Since our situations are so similar (ya with the caveat that every one is different), can you share some of what you experienced? How did you find your tumor, via regular mammo, or you found it yourself? Did you have that dye injection , how was it, pain and everything wize? How was the surgery? What was your physical condition before surgery? In shape? Not in shape? Normal weight, thin, or overweight? And how was the experience of chemo? You seem to write about it in very effortless way, which Im sure it was not. Also what do you mean by HER2+++?

And most important HOW are you feeling now?

Thanks for your kindess and taking the time to post and talk to me.

Diane

hestko76
Posts: 2
Joined: Nov 2012

Hi Diane,
This definition tells you what HER2 is.

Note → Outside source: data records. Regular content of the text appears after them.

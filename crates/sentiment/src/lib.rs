//! Sentiment adapter + dataset cache (§4.6): a `SentimentProvider` per
//! source, a `SourceStrictRouter` that never substitutes one source's data
//! for another's, a rolling-window rate limiter, and score-weighted
//! aggregation of retrieved posts into a single scalar per `(symbol,
//! source, date)`.

pub mod aggregate;
pub mod cache;
pub mod error;
pub mod limiter;
pub mod provider;
pub mod router;

pub use aggregate::{aggregate_weighted, default_text_sentiment, Post, TextSentimentFn};
pub use cache::{DatasetCacheStore, InMemoryCacheStore};
pub use error::SentimentError;
pub use limiter::RollingWindowLimiter;
pub use provider::{HttpSentimentProvider, SentimentProvider};
pub use router::SourceStrictRouter;
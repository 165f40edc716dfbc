use thiserror::Error;

/// One field that failed strategy-spec validation, reported alongside all
/// its siblings rather than failing fast on the first offender.
#[derive(Debug, Clone, PartialEq)]
pub struct FieldValidationError {
    pub field: String,
    pub message: String,
}

#[derive(Error, Debug)]
pub enum CoreError {
    #[error("Invalid input for {0}: {1}")]
    InvalidInput(String, String),

    #[error("Calculation error: {0}")]
    Calculation(String),

    #[error("strategy spec failed validation on {} field(s)", .0.len())]
    Validation(Vec<FieldValidationError>),
}
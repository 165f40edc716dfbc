//! Live-tick position sizing (§4.8 step 3): prefer the deployment's
//! configured `max_position_size`, else fall back to a configured fraction
//! of current virtual cash. Distinct from `backtester::sizing::shares_for_buy`,
//! which always sizes off a fixed fraction of equity — a live deployment can
//! cap its notional per trade independently of total account size.

use rust_decimal::Decimal;

/// `floor(allocated_cash / price)`, where `allocated_cash` is
/// `max_position_size` if set, else `cash * fallback_fraction`. Returns zero
/// (never negative) when the price is non-positive or the allocation rounds
/// down to less than one share.
pub fn shares_for_entry(
    cash: Decimal,
    max_position_size: Option<Decimal>,
    fallback_fraction: Decimal,
    price: Decimal,
) -> Decimal {
    if price <= Decimal::ZERO {
        return Decimal::ZERO;
    }
    let allocated_cash = match max_position_size {
        Some(cap) => cap.min(cash),
        None => cash * fallback_fraction,
    };
    (allocated_cash / price).floor().max(Decimal::ZERO)
}

#[cfg(test)]
mod tests {
    use super::*;
    use rust_decimal_macros::dec;

    #[test]
    fn uses_max_position_size_when_set() {
        let shares = shares_for_entry(dec!(10000), Some(dec!(500)), dec!(0.1), dec!(100));
        assert_eq!(shares, dec!(5));
    }

    #[test]
    fn falls_back_to_cash_fraction_when_unset() {
        let shares = shares_for_entry(dec!(10000), None, dec!(0.1), dec!(100));
        assert_eq!(shares, dec!(10));
    }

    #[test]
    fn max_position_size_is_capped_by_available_cash() {
        let shares = shares_for_entry(dec!(300), Some(dec!(10000)), dec!(0.1), dec!(100));
        assert_eq!(shares, dec!(3));
    }

    #[test]
    fn zero_price_yields_zero_shares() {
        assert_eq!(shares_for_entry(dec!(10000), None, dec!(0.1), Decimal::ZERO), Decimal::ZERO);
    }
}
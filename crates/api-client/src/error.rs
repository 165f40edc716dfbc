use thiserror::Error;

#[derive(Error, Debug)]
pub enum ApiError {
    #[error("Failed to build the HTTP request: {0}")]
    RequestBuild(#[from] reqwest::Error),

    #[error("The API request returned an error: {0}")]
    ApiError(String),

    #[error("Binance API error {0}: {1}")]
    BinanceError(i16, String),

    #[error("Failed to deserialize the API response: {0}")]
    Deserialization(String),

    #[error("Invalid data format from API: {0}")]
    InvalidData(String),
}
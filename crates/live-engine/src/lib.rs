//! The live trading engine (§4.8/§4.9): a cron-like supervisor that ticks
//! every active deployment at its configured frequency, evaluating the same
//! declarative condition semantics the backtest core uses, and reconstructs
//! each deployment's portfolio strictly from its own trade ledger rather
//! than a shared broker aggregate.

pub mod engine;
pub mod error;
pub mod market_hours;
pub mod ops;
pub mod sizing;
pub mod strategy_runtime;
pub mod tick;
pub mod virtual_portfolio;

pub use engine::LiveEngine;
pub use error::LiveEngineError;
pub use market_hours::is_market_open;
pub use virtual_portfolio::VirtualPortfolio;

You will see that this type of cancer IS NOT inherited, so gene testing for others in your family is not warranted.

HER2-positive breast cancer is a breast cancer that tests positive for a protein called human epidermal growth factor receptor 2 (HER2), which promotes the growth of cancer cells. In about 1 of every 5 breast cancers, the cancer cells make an excess of HER2 due to a gene mutation. This gene mutation and the elevated levels of HER2 that it causes can occur in many types of cancer — not only breast cancer. This is a gene mutation that occurs only in the cancer cells and is not a type of mutation that you can inherit from a parent.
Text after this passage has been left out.